Stability and numerical approximation of  fractional breast cancer model with estrogen-driven immune regulation

Abstract

Breast cancer ($\bc$) progression is strongly influenced by immune competence, estrogen signaling and therapeutic intervention. Classical integer-order tumor--immune models often fail to reflect memory-driven cellular behavior, saturation in immune--tumor interactions and immune exhaustion, all of which are fundamental in chronic malignancy dynamics. Motivated by these limitations, we present a newly extended fractional breast-cancer model formulated using Caputo ($\c$) derivatives, incorporating a Holling type-II tumor-immune response and a distinct compartment for exhausted immune cells.
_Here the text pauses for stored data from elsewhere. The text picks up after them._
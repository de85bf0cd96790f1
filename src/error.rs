//! Error types for the adaptive cache
//!
//! Provides unified error handling using thiserror.

use axum::{
    http::StatusCode,
    response::{IntoResponse, Response},
    Json,
};
use serde_json::json;
use thiserror::Error;
use uuid::Uuid;

// == Cache Error Enum ==
/// Unified error type for the cache, the worker unit and the admin API.
///
/// Producer failures are not represented here: the controller hands them back
/// to its caller as the `anyhow::Error` the producer returned.
#[derive(Error, Debug, Clone, PartialEq)]
pub enum CacheError {
    /// Key not found in the store
    #[error("Key not found: {0}")]
    NotFound(String),

    /// Invalid request data
    #[error("Invalid request: {0}")]
    InvalidRequest(String),

    /// A value could not be turned into its canonical string
    #[error("Serialization failed: {0}")]
    Serialization(String),

    /// A canonical string could not be turned back into a value
    #[error("Deserialization failed: {0}")]
    Deserialization(String),

    /// Compression or decompression failed
    #[error("Compression failed: {0}")]
    Compression(String),

    /// The worker unit received a tag it does not handle
    #[error("Unknown operation type: {0}")]
    UnknownOperation(String),

    /// No response arrived for a worker request within the bound
    #[error("Worker request {id} timed out after {timeout_ms}ms")]
    WorkerTimeout { id: Uuid, timeout_ms: u64 },

    /// The worker unit is gone or its channel is closed
    #[error("Worker unavailable: {0}")]
    WorkerUnavailable(String),

    /// The worker unit answered with an error response
    #[error("{0}")]
    Worker(String),

    /// Snapshot file I/O failed
    #[error("I/O error: {0}")]
    Io(String),

    /// Internal error
    #[error("Internal error: {0}")]
    Internal(String),
}

impl From<std::io::Error> for CacheError {
    fn from(err: std::io::Error) -> Self {
        CacheError::Io(err.to_string())
    }
}

// == IntoResponse Implementation ==
impl IntoResponse for CacheError {
    fn into_response(self) -> Response {
        let status = match &self {
            CacheError::NotFound(_) => StatusCode::NOT_FOUND,
            CacheError::InvalidRequest(_) | CacheError::UnknownOperation(_) => {
                StatusCode::BAD_REQUEST
            }
            CacheError::Serialization(_)
            | CacheError::Deserialization(_)
            | CacheError::Compression(_)
            | CacheError::Worker(_) => StatusCode::UNPROCESSABLE_ENTITY,
            CacheError::WorkerTimeout { .. } => StatusCode::GATEWAY_TIMEOUT,
            CacheError::WorkerUnavailable(_) => StatusCode::SERVICE_UNAVAILABLE,
            CacheError::Io(_) | CacheError::Internal(_) => StatusCode::INTERNAL_SERVER_ERROR,
        };

        let body = Json(json!({
            "error": self.to_string()
        }));

        (status, body).into_response()
    }
}

// == Result Type Alias ==
/// Convenience Result type for the cache.
pub type Result<T> = std::result::Result<T, CacheError>;
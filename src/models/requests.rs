//! Request DTOs for the admin API
//!
//! Defines the structure of incoming HTTP request bodies.

use serde::Deserialize;

use crate::cache::{Arbitrary, MAX_KEY_LENGTH};

/// Request body for seeding an entry (PUT /entries)
///
/// # Fields
/// - `key`: The cache key to store the value under
/// - `value`: The value to store, in tagged form
/// - `ttl_ms`: Optional TTL in milliseconds (uses default if not specified)
#[derive(Debug, Clone, Deserialize)]
#[serde(rename_all = "camelCase")]
pub struct SetRequest {
    pub key: String,
    pub value: Arbitrary,
    #[serde(default)]
    pub ttl_ms: Option<u64>,
}

impl SetRequest {
    /// Validates the request data
    ///
    /// Returns an error message if validation fails, None if valid.
    pub fn validate(&self) -> Option<String> {
        if self.key.is_empty() {
            return Some("Key cannot be empty".to_string());
        }
        if self.key.len() > MAX_KEY_LENGTH {
            return Some(format!(
                "Key exceeds maximum length of {} characters",
                MAX_KEY_LENGTH
            ));
        }
        if self.ttl_ms == Some(0) {
            return Some("TTL must be positive".to_string());
        }
        None
    }
}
This framework advances the four-compartment formulation of Abdelwaj et al. \cite{Abdelwaj2020}, capturing nonlinear immune suppression, hormonal influence and saturation-regulated killing efficiency. We analytically identify tumor-free, dead and coexisting equilibrium, derive feasibility conditions for each steady state and establish local stability criteria through Jacobian spectral properties supported by Matignon’s fractional stability theorem. A Toufik--Atangana based numerical scheme is then constructed for computational simulation, enabling accurate approximation of memory-dependent tumor progression. The model demonstrates that immune exhaustion and hormonal saturation critically govern long-term tumor persistence, while fractional order significantly modulates transient behavior.